Stored items
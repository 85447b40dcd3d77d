//! quotaguard-limiter
//!
//! Per-account concurrency admission control: non-blocking `Acquire`/`Release`
//! plus a bounded-wait `Waiter`, matching the teacher's lock-scoped-counter
//! idiom (`QuotaAwareConnector::runtime`) but lock-free on the hot path.
#![warn(missing_docs)]

use std::collections::HashMap;
use std::sync::atomic::{AtomicUsize, Ordering};
use std::sync::Arc;
use std::time::Duration;

use quotaguard_core::{Clock, SystemClock};
use quotaguard_types::{AccountId, LimiterConfig};
use tokio::sync::RwLock;

/// Per-account concurrency token counter.
///
/// `Acquire`/`Release` never block; an unknown account or a non-positive
/// limit is treated as unlimited. Counters are `AtomicUsize` guarded by a
/// `compare_exchange` loop rather than a mutex, so concurrent `Acquire`
/// calls for the same account never serialise on each other.
pub struct Limiter {
    counters: RwLock<HashMap<AccountId, Arc<AtomicUsize>>>,
    limits: RwLock<HashMap<AccountId, i64>>,
    config: LimiterConfig,
    clock: Arc<dyn Clock>,
}

impl Default for Limiter {
    fn default() -> Self {
        Self::new(LimiterConfig::default())
    }
}

impl Limiter {
    /// Builds a limiter with no accounts registered yet and the system clock.
    #[must_use]
    pub fn new(config: LimiterConfig) -> Self {
        Self::with_clock(config, Arc::new(SystemClock))
    }

    /// Builds a limiter with an injected `Clock`, for deterministic `Waiter` tests.
    #[must_use]
    pub fn with_clock(config: LimiterConfig, clock: Arc<dyn Clock>) -> Self {
        Self {
            counters: RwLock::new(HashMap::new()),
            limits: RwLock::new(HashMap::new()),
            config,
            clock,
        }
    }

    /// Sets (or updates) `account_id`'s concurrency ceiling.
    ///
    /// In-flight acquisitions are unaffected; only subsequent `Acquire`
    /// calls observe the new ceiling.
    pub async fn update_limit(&self, account_id: &AccountId, new_limit: i64) {
        self.limits.write().await.insert(account_id.clone(), new_limit);
    }

    async fn limit_for(&self, account_id: &AccountId) -> i64 {
        self.limits.read().await.get(account_id).copied().unwrap_or(0)
    }

    async fn counter_for(&self, account_id: &AccountId) -> Arc<AtomicUsize> {
        if let Some(counter) = self.counters.read().await.get(account_id) {
            return Arc::clone(counter);
        }
        let mut counters = self.counters.write().await;
        Arc::clone(
            counters
                .entry(account_id.clone())
                .or_insert_with(|| Arc::new(AtomicUsize::new(0))),
        )
    }

    /// Attempts to take one concurrency slot for `account_id`.
    ///
    /// Never blocks. Returns `true` immediately if the account has no
    /// configured limit (`<= 0` or unregistered); otherwise performs a
    /// CAS loop that only succeeds while `current < limit`.
    pub async fn acquire(&self, account_id: &AccountId) -> bool {
        let limit = self.limit_for(account_id).await;
        if limit <= 0 {
            return true;
        }
        let limit = limit as usize;
        let counter = self.counter_for(account_id).await;
        let mut current = counter.load(Ordering::Acquire);
        loop {
            if current >= limit {
                return false;
            }
            match counter.compare_exchange_weak(
                current,
                current + 1,
                Ordering::AcqRel,
                Ordering::Acquire,
            ) {
                Ok(_) => return true,
                Err(observed) => current = observed,
            }
        }
    }

    /// Releases one concurrency slot for `account_id`, if one is held.
    ///
    /// Never underflows below zero; releasing an account with no counter
    /// registered (never acquired, or unknown) is a no-op.
    pub async fn release(&self, account_id: &AccountId) {
        let counter = {
            let counters = self.counters.read().await;
            counters.get(account_id).cloned()
        };
        if let Some(counter) = counter {
            let mut current = counter.load(Ordering::Acquire);
            while current > 0 {
                match counter.compare_exchange_weak(
                    current,
                    current - 1,
                    Ordering::AcqRel,
                    Ordering::Acquire,
                ) {
                    Ok(_) => break,
                    Err(observed) => current = observed,
                }
            }
        }
    }

    /// Current in-flight count for `account_id`, for diagnostics/tests.
    pub async fn current(&self, account_id: &AccountId) -> usize {
        match self.counters.read().await.get(account_id) {
            Some(counter) => counter.load(Ordering::Acquire),
            None => 0,
        }
    }

    /// Builds a bounded-wait [`Waiter`] for `account_id`.
    #[must_use]
    pub fn waiter(&self, account_id: AccountId, timeout: Duration) -> Waiter<'_> {
        Waiter {
            limiter: self,
            account_id,
            timeout,
        }
    }
}

/// Outcome of a [`Waiter::acquire`] call that did not obtain a slot.
#[derive(Debug, Clone, Copy, PartialEq, Eq)]
pub enum WaitError {
    /// The configured timeout elapsed before a slot became available.
    Timeout,
    /// The caller's cancellation signal fired before a slot became available.
    Cancelled,
}

/// Busy-polls `Acquire` for one account with a bounded deadline.
pub struct Waiter<'a> {
    limiter: &'a Limiter,
    account_id: AccountId,
    timeout: Duration,
}

impl Waiter<'_> {
    /// Polls `Acquire` at the limiter's configured interval until a slot is
    /// obtained, the deadline elapses (`WaitError::Timeout`), or
    /// `cancellation` fires (`WaitError::Cancelled`).
    pub async fn acquire(&self, cancellation: &tokio_util::sync::CancellationToken) -> Result<(), WaitError> {
        let deadline = self.limiter.clock.now()
            + chrono::Duration::from_std(self.timeout).unwrap_or(chrono::Duration::zero());
        loop {
            if self.limiter.acquire(&self.account_id).await {
                return Ok(());
            }
            if self.limiter.clock.now() >= deadline {
                return Err(WaitError::Timeout);
            }
            tokio::select! {
                () = cancellation.cancelled() => return Err(WaitError::Cancelled),
                () = self.limiter.clock.sleep(self.limiter.config.waiter_poll_interval) => {}
            }
        }
    }
}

**Work item:** The records above are to be written out again word for word.

**Result of this task:**
repository 85447b40dcd3d77d
//! quotaguard-limiter
//!
//! Per-account concurrency admission control: non-blocking `Acquire`/`Release`
//! plus a bounded-wait `Waiter`, matching the teacher's lock-scoped-counter
//! idiom (`QuotaAwareConnector::runtime`) but lock-free on the hot path.
#![warn(missing_docs)]

use std::collections::HashMap;
use std::sync::atomic::{AtomicUsize, Ordering};
use std::sync::Arc;
use std::time::Duration;

use quotaguard_core::{Clock, SystemClock};
use quotaguard_types::{AccountId, LimiterConfig};
use tokio::sync::RwLock;

/// Per-account concurrency token counter.
///
/// `Acquire`/`Release` never block; an unknown account or a non-positive
/// limit is treated as unlimited. Counters are `AtomicUsize` guarded by a
/// `compare_exchange` loop rather than a mutex, so concurrent `Acquire`
/// calls for the same account never serialise on each other.
pub struct Limiter {
    counters: RwLock<HashMap<AccountId, Arc<AtomicUsize>>>,
    limits: RwLock<HashMap<AccountId, i64>>,
    config: LimiterConfig,
    clock: Arc<dyn Clock>,
}

impl Default for Limiter {
    fn default() -> Self {
        Self::new(LimiterConfig::default())
    }
}

impl Limiter {
    /// Builds a limiter with no accounts registered yet and the system clock.
    #[must_use]
    pub fn new(config: LimiterConfig) -> Self {
        Self::with_clock(config, Arc::new(SystemClock))
    }

    /// Builds a limiter with an injected `Clock`, for deterministic `Waiter` tests.
    #[must_use]
    pub fn with_clock(config: LimiterConfig, clock: Arc<dyn Clock>) -> Self {
        Self {
            counters: RwLock::new(HashMap::new()),
            limits: RwLock::new(HashMap::new()),
            config,
            clock,
        }
    }

    /// Sets (or updates) `account_id`'s concurrency ceiling.
    ///
    /// In-flight acquisitions are unaffected; only subsequent `Acquire`
    /// calls observe the new ceiling.
    pub async fn update_limit(&self, account_id: &AccountId, new_limit: i64) {
        self.limits.write().await.insert(account_id.clone(), new_limit);
    }

    async fn limit_for(&self, account_id: &AccountId) -> i64 {
        self.limits.read().await.get(account_id).copied().unwrap_or(0)
    }

    async fn counter_for(&self, account_id: &AccountId) -> Arc<AtomicUsize> {
        if let Some(counter) = self.counters.read().await.get(account_id) {
            return Arc::clone(counter);
        }
        let mut counters = self.counters.write().await;
        Arc::clone(
            counters
                .entry(account_id.clone())
                .or_insert_with(|| Arc::new(AtomicUsize::new(0))),
        )
    }

    /// Attempts to take one concurrency slot for `account_id`.
    ///
    /// Never blocks. Returns `true` immediately if the account has no
    /// configured limit (`<= 0` or unregistered); otherwise performs a
    /// CAS loop that only succeeds while `current < limit`.
    pub async fn acquire(&self, account_id: &AccountId) -> bool {
        let limit = self.limit_for(account_id).await;
        if limit <= 0 {
            return true;
        }
        let limit = limit as usize;
        let counter = self.counter_for(account_id).await;
        let mut current = counter.load(Ordering::Acquire);
        loop {
            if current >= limit {
                return false;
            }
            match counter.compare_exchange_weak(
                current,
                current + 1,
                Ordering::AcqRel,
                Ordering::Acquire,
            ) {
                Ok(_) => return true,
                Err(observed) => current = observed,
            }
        }
    }

    /// Releases one concurrency slot for `account_id`, if one is held.
    ///
    /// Never underflows below zero; releasing an account with no counter
    /// registered (never acquired, or unknown) is a no-op.
    pub async fn release(&self, account_id: &AccountId) {
        let counter = {
            let counters = self.counters.read().await;
            counters.get(account_id).cloned()
        };
        if let Some(counter) = counter {
            let mut current = counter.load(Ordering::Acquire);
            while current > 0 {
                match counter.compare_exchange_weak(
                    current,
                    current - 1,
                    Ordering::AcqRel,
                    Ordering::Acquire,
                ) {
                    Ok(_) => break,
                    Err(observed) => current = observed,
                }
            }
        }
    }

    /// Current in-flight count for `account_id`, for diagnostics/tests.
    pub async fn current(&self, account_id: &AccountId) -> usize {
        match self.counters.read().await.get(account_id) {
            Some(counter) => counter.load(Ordering::Acquire),
            None => 0,
        }
    }

    /// Builds a bounded-wait [`Waiter`] for `account_id`.
    #[must_use]
    pub fn waiter(&self, account_id: AccountId, timeout: Duration) -> Waiter<'_> {
        Waiter {
            limiter: self,
            account_id,
            timeout,
        }
    }
}

/// Outcome of a [`Waiter::acquire`] call that did not obtain a slot.
#[derive(Debug, Clone, Copy, PartialEq, Eq)]
pub enum WaitError {
    /// The configured timeout elapsed before a slot became available.
    Timeout,
    /// The caller's cancellation signal fired before a slot became available.
    Cancelled,
}

/// Busy-polls `Acquire` for one account with a bounded deadline.
pub struct Waiter<'a> {
    limiter: &'a Limiter,
    account_id: AccountId,
    timeout: Duration,
}

impl Waiter<'_> {
    /// Polls `Acquire` at the limiter's configured interval until a slot is
    /// obtained, the deadline elapses (`WaitError::Timeout`), or
    /// `cancellation` fires (`WaitError::Cancelled`).
    pub async fn acquire(&self, cancellation: &tokio_util::sync::CancellationToken) -> Result<(), WaitError> {
        let deadline = self.limiter.clock.now()
            + chrono::Duration::from_std(self.timeout).unwrap_or(chrono::Duration::zero());
        loop {
            if self.limiter.acquire(&self.account_id).await {
                return Ok(());
            }
            if self.limiter.clock.now() >= deadline {
                return Err(WaitError::Timeout);
            }
            tokio::select! {
                () = cancellation.cancelled() => return Err(WaitError::Cancelled),
                () = self.limiter.clock.sleep(self.limiter.config.waiter_poll_interval) => {}
            }
        }
    }
}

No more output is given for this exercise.